[What is required]
Lines in the listing below that hold "VALUES" are the ones to copy.

[The records]
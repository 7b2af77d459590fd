//! PostgreSQL implementation of PlanCatalog.
//!
//! Plans are read-heavy and small: each lookup loads the plan row, then its
//! features and gateway listings concurrently.

use async_trait::async_trait;
use chrono::{DateTime, Utc};
use sqlx::PgPool;
use uuid::Uuid;

use crate::domain::foundation::{Currency, DomainError, ErrorCode, Money, PlanId};
use crate::domain::plan::{BillingInterval, Plan, PlanFeature, PlanGatewayPrice};
use crate::domain::Gateway;
use crate::ports::PlanCatalog;

use super::db_error;

/// PostgreSQL implementation of the PlanCatalog port.
pub struct PostgresPlanCatalog {
    pool: PgPool,
}

impl PostgresPlanCatalog {
    /// Creates a catalog backed by the given connection pool.
    pub fn new(pool: PgPool) -> Self {
        Self { pool }
    }

    /// Persists a plan with its features and gateway listings. Upserts by
    /// id so catalog sync jobs can run repeatedly.
    pub async fn upsert(&self, plan: &Plan) -> Result<(), DomainError> {
        let mut tx = self
            .pool
            .begin()
            .await
            .map_err(|e| db_error("Failed to begin plan upsert", e))?;

        sqlx::query(
            r#"
            INSERT INTO plans (
                id, name, slug, description, price, currency,
                billing_interval, interval_count, trial_days, grace_days, active
            ) VALUES ($1, $2, $3, $4, $5, $6, $7, $8, $9, $10, $11)
            ON CONFLICT (id) DO UPDATE SET
                name = EXCLUDED.name,
                slug = EXCLUDED.slug,
                description = EXCLUDED.description,
                price = EXCLUDED.price,
                currency = EXCLUDED.currency,
                billing_interval = EXCLUDED.billing_interval,
                interval_count = EXCLUDED.interval_count,
                trial_days = EXCLUDED.trial_days,
                grace_days = EXCLUDED.grace_days,
                active = EXCLUDED.active,
                updated_at = now()
            "#,
        )
        .bind(plan.id().as_uuid())
        .bind(plan.name())
        .bind(plan.slug())
        .bind(plan.description())
        .bind(plan.price().minor_units())
        .bind(plan.currency().as_str())
        .bind(plan.interval().as_str())
        .bind(plan.interval_count() as i32)
        .bind(plan.trial_days().map(|d| d as i32))
        .bind(plan.grace_days() as i32)
        .bind(plan.is_active())
        .execute(&mut *tx)
        .await
        .map_err(|e| db_error("Failed to upsert plan", e))?;

        sqlx::query("DELETE FROM plan_features WHERE plan_id = $1")
            .bind(plan.id().as_uuid())
            .execute(&mut *tx)
            .await
            .map_err(|e| db_error("Failed to clear plan features", e))?;
        for feature in plan.features() {
            sqlx::query(
                "INSERT INTO plan_features (plan_id, slug, quota, resettable) VALUES ($1, $2, $3, $4)",
            )
            .bind(plan.id().as_uuid())
            .bind(feature.slug())
            .bind(feature.quota() as i64)
            .bind(feature.resettable())
            .execute(&mut *tx)
            .await
            .map_err(|e| db_error("Failed to insert plan feature", e))?;
        }

        sqlx::query("DELETE FROM plan_gateway_prices WHERE plan_id = $1")
            .bind(plan.id().as_uuid())
            .execute(&mut *tx)
            .await
            .map_err(|e| db_error("Failed to clear gateway prices", e))?;
        for listing in plan.gateway_prices() {
            sqlx::query(
                r#"
                INSERT INTO plan_gateway_prices (
                    plan_id, gateway, gateway_plan_id, gateway_offer_id,
                    gateway_product_id, price, currency
                ) VALUES ($1, $2, $3, $4, $5, $6, $7)
                "#,
            )
            .bind(plan.id().as_uuid())
            .bind(listing.gateway.as_str())
            .bind(&listing.gateway_plan_id)
            .bind(&listing.gateway_offer_id)
            .bind(&listing.gateway_product_id)
            .bind(listing.price.minor_units())
            .bind(listing.currency.as_str())
            .execute(&mut *tx)
            .await
            .map_err(|e| db_error("Failed to insert gateway price", e))?;
        }

        tx.commit()
            .await
            .map_err(|e| db_error("Failed to commit plan upsert", e))
    }

    async fn load(&self, row: PlanRow) -> Result<Plan, DomainError> {
        let plan_id = row.id;

        let features = sqlx::query_as::<_, FeatureRow>(
            "SELECT slug, quota, resettable FROM plan_features WHERE plan_id = $1",
        )
        .bind(plan_id)
        .fetch_all(&self.pool);

        let listings = sqlx::query_as::<_, GatewayPriceRow>(
            r#"
            SELECT gateway, gateway_plan_id, gateway_offer_id, gateway_product_id, price, currency
            FROM plan_gateway_prices
            WHERE plan_id = $1
            "#,
        )
        .bind(plan_id)
        .fetch_all(&self.pool);

        let (features, listings) = futures::try_join!(features, listings)
            .map_err(|e| db_error("Failed to load plan details", e))?;

        build_plan(row, features, listings)
    }

    async fn load_optional(&self, row: Option<PlanRow>) -> Result<Option<Plan>, DomainError> {
        match row {
            Some(row) => Ok(Some(self.load(row).await?)),
            None => Ok(None),
        }
    }
}

const SELECT_PLAN: &str = r#"
    SELECT id, name, slug, description, price, currency, billing_interval,
           interval_count, trial_days, grace_days, active, created_at, updated_at
    FROM plans
"#;

#[derive(Debug, sqlx::FromRow)]
struct PlanRow {
    id: Uuid,
    name: String,
    slug: String,
    description: Option<String>,
    price: i64,
    currency: String,
    billing_interval: String,
    interval_count: i32,
    trial_days: Option<i32>,
    grace_days: i32,
    active: bool,
    #[allow(dead_code)]
    created_at: DateTime<Utc>,
    #[allow(dead_code)]
    updated_at: DateTime<Utc>,
}

#[derive(Debug, sqlx::FromRow)]
struct FeatureRow {
    slug: String,
    quota: i64,
    resettable: bool,
}

#[derive(Debug, sqlx::FromRow)]
struct GatewayPriceRow {
    gateway: String,
    gateway_plan_id: Option<String>,
    gateway_offer_id: Option<String>,
    gateway_product_id: Option<String>,
    price: i64,
    currency: String,
}

fn invalid(field: &str, value: &str) -> DomainError {
    DomainError::new(
        ErrorCode::DatabaseError,
        format!("Invalid {} value: {}", field, value),
    )
}

fn build_plan(
    row: PlanRow,
    features: Vec<FeatureRow>,
    listings: Vec<GatewayPriceRow>,
) -> Result<Plan, DomainError> {
    let currency =
        Currency::new(&row.currency).map_err(|_| invalid("currency", &row.currency))?;
    let interval: BillingInterval = row
        .billing_interval
        .parse()
        .map_err(|_| invalid("billing_interval", &row.billing_interval))?;

    let mut plan = Plan::new(
        row.name,
        row.slug,
        Money::from_minor_units(row.price),
        currency,
        interval,
        row.interval_count.max(0) as u32,
    )
    .map_err(|e| DomainError::new(ErrorCode::DatabaseError, e.to_string()))?
    .with_id(PlanId::from_uuid(row.id))
    .with_grace_days(row.grace_days.max(0) as u32);

    if let Some(description) = row.description {
        plan = plan.with_description(description);
    }
    if let Some(days) = row.trial_days {
        plan = plan.with_trial_days(days.max(0) as u32);
    }
    if !row.active {
        plan = plan.deactivated();
    }

    for f in features {
        let mut feature = PlanFeature::new(f.slug, f.quota.max(0) as u64)
            .map_err(|e| DomainError::new(ErrorCode::DatabaseError, e.to_string()))?;
        if !f.resettable {
            feature = feature.non_resettable();
        }
        plan = plan.with_feature(feature);
    }

    for l in listings {
        let gateway: Gateway = l.gateway.parse().map_err(|_| invalid("gateway", &l.gateway))?;
        let currency = Currency::new(&l.currency).map_err(|_| invalid("currency", &l.currency))?;
        let mut listing = PlanGatewayPrice::new(gateway, Money::from_minor_units(l.price), currency);
        if let Some(id) = l.gateway_plan_id {
            listing = listing.with_plan_id(id);
        }
        if let Some(id) = l.gateway_offer_id {
            listing = listing.with_offer_id(id);
        }
        if let Some(id) = l.gateway_product_id {
            listing = listing.with_product_id(id);
        }
        plan = plan.with_gateway_price(listing);
    }

    Ok(plan)
}

#[async_trait]
impl PlanCatalog for PostgresPlanCatalog {
    async fn get(&self, id: PlanId) -> Result<Option<Plan>, DomainError> {
        let row: Option<PlanRow> = sqlx::query_as(&format!("{} WHERE id = $1", SELECT_PLAN))
            .bind(id.as_uuid())
            .fetch_optional(&self.pool)
            .await
            .map_err(|e| db_error("Failed to load plan", e))?;
        self.load_optional(row).await
    }

    async fn find_by_slug(&self, slug: &str) -> Result<Option<Plan>, DomainError> {
        let row: Option<PlanRow> = sqlx::query_as(&format!("{} WHERE slug = $1", SELECT_PLAN))
            .bind(slug)
            .fetch_optional(&self.pool)
            .await
            .map_err(|e| db_error("Failed to load plan by slug", e))?;
        self.load_optional(row).await
    }

    async fn find_by_provider_id(
        &self,
        gateway: Gateway,
        provider_id: &str,
    ) -> Result<Option<Plan>, DomainError> {
        let row: Option<PlanRow> = sqlx::query_as(&format!(
            r#"
            {} WHERE id = (
                SELECT plan_id FROM plan_gateway_prices
                WHERE gateway = $1
                  AND $2 IN (gateway_plan_id, gateway_offer_id, gateway_product_id)
                LIMIT 1
            )
            "#,
            SELECT_PLAN
        ))
        .bind(gateway.as_str())
        .bind(provider_id)
        .fetch_optional(&self.pool)
        .await
        .map_err(|e| db_error("Failed to find plan by provider id", e))?;
        self.load_optional(row).await
    }
}

#[cfg(test)]
mod tests {
    use super::*;

    fn plan_row() -> PlanRow {
        PlanRow {
            id: Uuid::new_v4(),
            name: "Premium".into(),
            slug: "premium-monthly".into(),
            description: Some("Full access".into()),
            price: 1999,
            currency: "USD".into(),
            billing_interval: "month".into(),
            interval_count: 1,
            trial_days: Some(7),
            grace_days: 3,
            active: true,
            created_at: Utc::now(),
            updated_at: Utc::now(),
        }
    }

    #[test]
    fn builds_plan_from_rows() {
        let plan = build_plan(
            plan_row(),
            vec![FeatureRow {
                slug: "api-calls".into(),
                quota: 1000,
                resettable: true,
            }],
            vec![GatewayPriceRow {
                gateway: "google".into(),
                gateway_plan_id: None,
                gateway_offer_id: Some("intro".into()),
                gateway_product_id: Some("premium_monthly".into()),
                price: 1899,
                currency: "USD".into(),
            }],
        )
        .unwrap();

        assert_eq!(plan.slug(), "premium-monthly");
        assert_eq!(plan.trial_days(), Some(7));
        assert_eq!(plan.quota_for("api-calls"), Some(1000));
        assert_eq!(
            plan.price_for(Gateway::Google),
            Money::from_minor_units(1899)
        );
        assert!(plan
            .gateway_listing(Gateway::Google)
            .unwrap()
            .matches_provider_id("premium_monthly"));
    }

    #[test]
    fn rejects_unknown_interval_or_gateway() {
        let mut row = plan_row();
        row.billing_interval = "fortnight".into();
        assert!(build_plan(row, vec![], vec![]).is_err());

        let err = build_plan(
            plan_row(),
            vec![],
            vec![GatewayPriceRow {
                gateway: "stripe".into(),
                gateway_plan_id: None,
                gateway_offer_id: None,
                gateway_product_id: None,
                price: 0,
                currency: "USD".into(),
            }],
        )
        .unwrap_err();
        assert_eq!(err.code, ErrorCode::DatabaseError);
    }
}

[Answer to the exercise]
            ) VALUES ($1, $2, $3, $4, $5, $6, $7, $8, $9, $10, $11)
                "INSERT INTO plan_features (plan_id, slug, quota, resettable) VALUES ($1, $2, $3, $4)",
                ) VALUES ($1, $2, $3, $4, $5, $6, $7)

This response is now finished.